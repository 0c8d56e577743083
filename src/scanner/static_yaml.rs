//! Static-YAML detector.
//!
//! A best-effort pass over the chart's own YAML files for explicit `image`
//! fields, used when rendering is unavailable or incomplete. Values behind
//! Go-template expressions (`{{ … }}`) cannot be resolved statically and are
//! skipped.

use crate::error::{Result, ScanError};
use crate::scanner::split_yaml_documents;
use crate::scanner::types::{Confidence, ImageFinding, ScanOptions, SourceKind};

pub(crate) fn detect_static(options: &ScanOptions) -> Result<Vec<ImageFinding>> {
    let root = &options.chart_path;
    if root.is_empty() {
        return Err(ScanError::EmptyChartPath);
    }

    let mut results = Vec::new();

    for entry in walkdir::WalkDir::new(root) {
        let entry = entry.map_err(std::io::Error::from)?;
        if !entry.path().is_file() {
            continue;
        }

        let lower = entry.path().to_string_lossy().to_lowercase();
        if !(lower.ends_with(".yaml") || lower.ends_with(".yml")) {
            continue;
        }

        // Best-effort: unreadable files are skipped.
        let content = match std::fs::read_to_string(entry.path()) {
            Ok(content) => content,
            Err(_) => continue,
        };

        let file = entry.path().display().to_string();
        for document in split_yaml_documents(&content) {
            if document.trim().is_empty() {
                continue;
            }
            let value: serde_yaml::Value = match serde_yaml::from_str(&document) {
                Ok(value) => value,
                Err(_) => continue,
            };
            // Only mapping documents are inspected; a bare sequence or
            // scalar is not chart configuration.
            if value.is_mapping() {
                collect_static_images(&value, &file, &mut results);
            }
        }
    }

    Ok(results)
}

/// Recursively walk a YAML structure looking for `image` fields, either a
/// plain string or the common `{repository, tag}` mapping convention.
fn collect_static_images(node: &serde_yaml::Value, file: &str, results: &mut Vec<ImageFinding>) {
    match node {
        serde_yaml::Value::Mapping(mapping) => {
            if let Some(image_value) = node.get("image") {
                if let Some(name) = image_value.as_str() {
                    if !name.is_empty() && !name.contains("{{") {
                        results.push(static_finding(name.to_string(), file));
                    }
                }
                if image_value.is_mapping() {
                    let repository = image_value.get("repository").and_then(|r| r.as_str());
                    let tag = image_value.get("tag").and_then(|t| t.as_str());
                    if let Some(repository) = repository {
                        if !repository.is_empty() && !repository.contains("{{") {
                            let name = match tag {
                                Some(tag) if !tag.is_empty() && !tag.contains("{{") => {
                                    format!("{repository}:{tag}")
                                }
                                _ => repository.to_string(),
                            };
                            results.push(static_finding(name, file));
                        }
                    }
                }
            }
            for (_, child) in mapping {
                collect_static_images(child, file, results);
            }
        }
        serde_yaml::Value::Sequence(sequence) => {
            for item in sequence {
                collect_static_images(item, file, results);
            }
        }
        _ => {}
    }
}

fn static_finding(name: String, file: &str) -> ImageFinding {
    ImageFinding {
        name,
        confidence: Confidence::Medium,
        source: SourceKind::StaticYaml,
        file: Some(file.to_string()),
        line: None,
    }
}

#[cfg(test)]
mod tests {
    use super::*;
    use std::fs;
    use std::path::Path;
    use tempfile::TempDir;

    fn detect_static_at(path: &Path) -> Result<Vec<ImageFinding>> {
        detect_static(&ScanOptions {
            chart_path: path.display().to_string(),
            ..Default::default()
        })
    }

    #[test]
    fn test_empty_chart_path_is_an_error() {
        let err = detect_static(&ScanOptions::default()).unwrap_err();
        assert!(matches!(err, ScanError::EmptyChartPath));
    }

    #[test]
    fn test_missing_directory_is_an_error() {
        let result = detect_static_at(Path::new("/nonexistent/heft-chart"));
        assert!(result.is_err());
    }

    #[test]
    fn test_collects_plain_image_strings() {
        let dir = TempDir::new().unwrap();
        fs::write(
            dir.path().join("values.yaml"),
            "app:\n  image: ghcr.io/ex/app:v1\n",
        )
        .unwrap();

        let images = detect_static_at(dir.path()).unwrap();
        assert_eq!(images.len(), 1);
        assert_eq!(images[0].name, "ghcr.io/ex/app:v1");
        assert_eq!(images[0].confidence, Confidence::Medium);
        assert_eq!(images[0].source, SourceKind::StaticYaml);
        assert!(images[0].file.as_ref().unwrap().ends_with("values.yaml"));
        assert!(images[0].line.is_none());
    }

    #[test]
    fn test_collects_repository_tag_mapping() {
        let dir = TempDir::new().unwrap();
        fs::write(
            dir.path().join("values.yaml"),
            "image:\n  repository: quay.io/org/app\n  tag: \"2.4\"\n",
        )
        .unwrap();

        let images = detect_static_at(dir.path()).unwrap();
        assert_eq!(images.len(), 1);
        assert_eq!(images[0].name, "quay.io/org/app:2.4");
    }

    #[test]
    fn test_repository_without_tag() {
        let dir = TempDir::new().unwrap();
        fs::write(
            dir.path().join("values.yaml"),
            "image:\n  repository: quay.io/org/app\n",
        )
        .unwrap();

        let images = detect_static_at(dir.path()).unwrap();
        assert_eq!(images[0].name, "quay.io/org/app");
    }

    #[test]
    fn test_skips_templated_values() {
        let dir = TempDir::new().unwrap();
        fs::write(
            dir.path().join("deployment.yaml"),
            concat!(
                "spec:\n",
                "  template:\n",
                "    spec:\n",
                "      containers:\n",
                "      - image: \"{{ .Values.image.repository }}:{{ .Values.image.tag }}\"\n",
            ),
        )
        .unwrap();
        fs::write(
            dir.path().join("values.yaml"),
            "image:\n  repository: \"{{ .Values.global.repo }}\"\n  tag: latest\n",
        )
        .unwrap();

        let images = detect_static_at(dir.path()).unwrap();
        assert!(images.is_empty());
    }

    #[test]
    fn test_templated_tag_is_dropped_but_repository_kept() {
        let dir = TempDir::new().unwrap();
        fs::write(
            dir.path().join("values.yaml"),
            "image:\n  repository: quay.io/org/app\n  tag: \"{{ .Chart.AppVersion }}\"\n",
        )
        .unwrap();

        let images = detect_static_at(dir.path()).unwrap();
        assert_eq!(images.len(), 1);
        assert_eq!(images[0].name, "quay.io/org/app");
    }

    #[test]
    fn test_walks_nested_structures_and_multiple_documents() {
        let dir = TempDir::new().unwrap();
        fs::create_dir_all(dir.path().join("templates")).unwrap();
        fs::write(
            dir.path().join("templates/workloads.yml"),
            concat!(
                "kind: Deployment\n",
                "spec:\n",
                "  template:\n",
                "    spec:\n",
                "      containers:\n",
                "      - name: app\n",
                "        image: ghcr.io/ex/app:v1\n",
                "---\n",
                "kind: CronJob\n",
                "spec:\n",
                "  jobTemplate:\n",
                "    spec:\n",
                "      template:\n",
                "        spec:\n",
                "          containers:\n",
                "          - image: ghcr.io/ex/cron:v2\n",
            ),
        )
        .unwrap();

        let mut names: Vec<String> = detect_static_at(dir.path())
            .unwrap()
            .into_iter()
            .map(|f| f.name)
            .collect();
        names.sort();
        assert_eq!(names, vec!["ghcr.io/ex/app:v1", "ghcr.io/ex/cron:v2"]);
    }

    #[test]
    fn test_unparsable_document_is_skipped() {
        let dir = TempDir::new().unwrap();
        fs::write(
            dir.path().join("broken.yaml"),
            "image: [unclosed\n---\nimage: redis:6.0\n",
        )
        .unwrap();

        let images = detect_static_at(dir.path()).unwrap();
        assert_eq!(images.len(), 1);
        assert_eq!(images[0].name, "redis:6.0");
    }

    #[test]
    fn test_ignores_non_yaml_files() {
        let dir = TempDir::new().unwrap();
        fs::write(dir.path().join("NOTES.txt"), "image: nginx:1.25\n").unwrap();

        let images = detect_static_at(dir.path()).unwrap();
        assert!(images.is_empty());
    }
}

Work order: A complete, exact copy of the records is what is needed.

Response to the exercise:
repository 0c8d56e577743083
filename src/scanner/static_yaml.rs
//! Static-YAML detector.
//!
//! A best-effort pass over the chart's own YAML files for explicit `image`
//! fields, used when rendering is unavailable or incomplete. Values behind
//! Go-template expressions (`{{ … }}`) cannot be resolved statically and are
//! skipped.

use crate::error::{Result, ScanError};
use crate::scanner::split_yaml_documents;
use crate::scanner::types::{Confidence, ImageFinding, ScanOptions, SourceKind};

pub(crate) fn detect_static(options: &ScanOptions) -> Result<Vec<ImageFinding>> {
    let root = &options.chart_path;
    if root.is_empty() {
        return Err(ScanError::EmptyChartPath);
    }

    let mut results = Vec::new();

    for entry in walkdir::WalkDir::new(root) {
        let entry = entry.map_err(std::io::Error::from)?;
        if !entry.path().is_file() {
            continue;
        }

        let lower = entry.path().to_string_lossy().to_lowercase();
        if !(lower.ends_with(".yaml") || lower.ends_with(".yml")) {
            continue;
        }

        // Best-effort: unreadable files are skipped.
        let content = match std::fs::read_to_string(entry.path()) {
            Ok(content) => content,
            Err(_) => continue,
        };

        let file = entry.path().display().to_string();
        for document in split_yaml_documents(&content) {
            if document.trim().is_empty() {
                continue;
            }
            let value: serde_yaml::Value = match serde_yaml::from_str(&document) {
                Ok(value) => value,
                Err(_) => continue,
            };
            // Only mapping documents are inspected; a bare sequence or
            // scalar is not chart configuration.
            if value.is_mapping() {
                collect_static_images(&value, &file, &mut results);
            }
        }
    }

    Ok(results)
}

/// Recursively walk a YAML structure looking for `image` fields, either a
/// plain string or the common `{repository, tag}` mapping convention.
fn collect_static_images(node: &serde_yaml::Value, file: &str, results: &mut Vec<ImageFinding>) {
    match node {
        serde_yaml::Value::Mapping(mapping) => {
            if let Some(image_value) = node.get("image") {
                if let Some(name) = image_value.as_str() {
                    if !name.is_empty() && !name.contains("{{") {
                        results.push(static_finding(name.to_string(), file));
                    }
                }
                if image_value.is_mapping() {
                    let repository = image_value.get("repository").and_then(|r| r.as_str());
                    let tag = image_value.get("tag").and_then(|t| t.as_str());
                    if let Some(repository) = repository {
                        if !repository.is_empty() && !repository.contains("{{") {
                            let name = match tag {
                                Some(tag) if !tag.is_empty() && !tag.contains("{{") => {
                                    format!("{repository}:{tag}")
                                }
                                _ => repository.to_string(),
                            };
                            results.push(static_finding(name, file));
                        }
                    }
                }
            }
            for (_, child) in mapping {
                collect_static_images(child, file, results);
            }
        }
        serde_yaml::Value::Sequence(sequence) => {
            for item in sequence {
                collect_static_images(item, file, results);
            }
        }
        _ => {}
    }
}

fn static_finding(name: String, file: &str) -> ImageFinding {
    ImageFinding {
        name,
        confidence: Confidence::Medium,
        source: SourceKind::StaticYaml,
        file: Some(file.to_string()),
        line: None,
    }
}

#[cfg(test)]
mod tests {
    use super::*;
    use std::fs;
    use std::path::Path;
    use tempfile::TempDir;

    fn detect_static_at(path: &Path) -> Result<Vec<ImageFinding>> {
        detect_static(&ScanOptions {
            chart_path: path.display().to_string(),
            ..Default::default()
        })
    }

    #[test]
    fn test_empty_chart_path_is_an_error() {
        let err = detect_static(&ScanOptions::default()).unwrap_err();
        assert!(matches!(err, ScanError::EmptyChartPath));
    }

    #[test]
    fn test_missing_directory_is_an_error() {
        let result = detect_static_at(Path::new("/nonexistent/heft-chart"));
        assert!(result.is_err());
    }

    #[test]
    fn test_collects_plain_image_strings() {
        let dir = TempDir::new().unwrap();
        fs::write(
            dir.path().join("values.yaml"),
            "app:\n  image: ghcr.io/ex/app:v1\n",
        )
        .unwrap();

        let images = detect_static_at(dir.path()).unwrap();
        assert_eq!(images.len(), 1);
        assert_eq!(images[0].name, "ghcr.io/ex/app:v1");
        assert_eq!(images[0].confidence, Confidence::Medium);
        assert_eq!(images[0].source, SourceKind::StaticYaml);
        assert!(images[0].file.as_ref().unwrap().ends_with("values.yaml"));
        assert!(images[0].line.is_none());
    }

    #[test]
    fn test_collects_repository_tag_mapping() {
        let dir = TempDir::new().unwrap();
        fs::write(
            dir.path().join("values.yaml"),
            "image:\n  repository: quay.io/org/app\n  tag: \"2.4\"\n",
        )
        .unwrap();

        let images = detect_static_at(dir.path()).unwrap();
        assert_eq!(images.len(), 1);
        assert_eq!(images[0].name, "quay.io/org/app:2.4");
    }

    #[test]
    fn test_repository_without_tag() {
        let dir = TempDir::new().unwrap();
        fs::write(
            dir.path().join("values.yaml"),
            "image:\n  repository: quay.io/org/app\n",
        )
        .unwrap();

        let images = detect_static_at(dir.path()).unwrap();
        assert_eq!(images[0].name, "quay.io/org/app");
    }

    #[test]
    fn test_skips_templated_values() {
        let dir = TempDir::new().unwrap();
        fs::write(
            dir.path().join("deployment.yaml"),
            concat!(
                "spec:\n",
                "  template:\n",
                "    spec:\n",
                "      containers:\n",
                "      - image: \"{{ .Values.image.repository }}:{{ .Values.image.tag }}\"\n",
            ),
        )
        .unwrap();
        fs::write(
            dir.path().join("values.yaml"),
            "image:\n  repository: \"{{ .Values.global.repo }}\"\n  tag: latest\n",
        )
        .unwrap();

        let images = detect_static_at(dir.path()).unwrap();
        assert!(images.is_empty());
    }

    #[test]
    fn test_templated_tag_is_dropped_but_repository_kept() {
        let dir = TempDir::new().unwrap();
        fs::write(
            dir.path().join("values.yaml"),
            "image:\n  repository: quay.io/org/app\n  tag: \"{{ .Chart.AppVersion }}\"\n",
        )
        .unwrap();

        let images = detect_static_at(dir.path()).unwrap();
        assert_eq!(images.len(), 1);
        assert_eq!(images[0].name, "quay.io/org/app");
    }

    #[test]
    fn test_walks_nested_structures_and_multiple_documents() {
        let dir = TempDir::new().unwrap();
        fs::create_dir_all(dir.path().join("templates")).unwrap();
        fs::write(
            dir.path().join("templates/workloads.yml"),
            concat!(
                "kind: Deployment\n",
                "spec:\n",
                "  template:\n",
                "    spec:\n",
                "      containers:\n",
                "      - name: app\n",
                "        image: ghcr.io/ex/app:v1\n",
                "---\n",
                "kind: CronJob\n",
                "spec:\n",
                "  jobTemplate:\n",
                "    spec:\n",
                "      template:\n",
                "        spec:\n",
                "          containers:\n",
                "          - image: ghcr.io/ex/cron:v2\n",
            ),
        )
        .unwrap();

        let mut names: Vec<String> = detect_static_at(dir.path())
            .unwrap()
            .into_iter()
            .map(|f| f.name)
            .collect();
        names.sort();
        assert_eq!(names, vec!["ghcr.io/ex/app:v1", "ghcr.io/ex/cron:v2"]);
    }

    #[test]
    fn test_unparsable_document_is_skipped() {
        let dir = TempDir::new().unwrap();
        fs::write(
            dir.path().join("broken.yaml"),
            "image: [unclosed\n---\nimage: redis:6.0\n",
        )
        .unwrap();

        let images = detect_static_at(dir.path()).unwrap();
        assert_eq!(images.len(), 1);
        assert_eq!(images[0].name, "redis:6.0");
    }

    #[test]
    fn test_ignores_non_yaml_files() {
        let dir = TempDir::new().unwrap();
        fs::write(dir.path().join("NOTES.txt"), "image: nginx:1.25\n").unwrap();

        let images = detect_static_at(dir.path()).unwrap();
        assert!(images.is_empty());
    }
}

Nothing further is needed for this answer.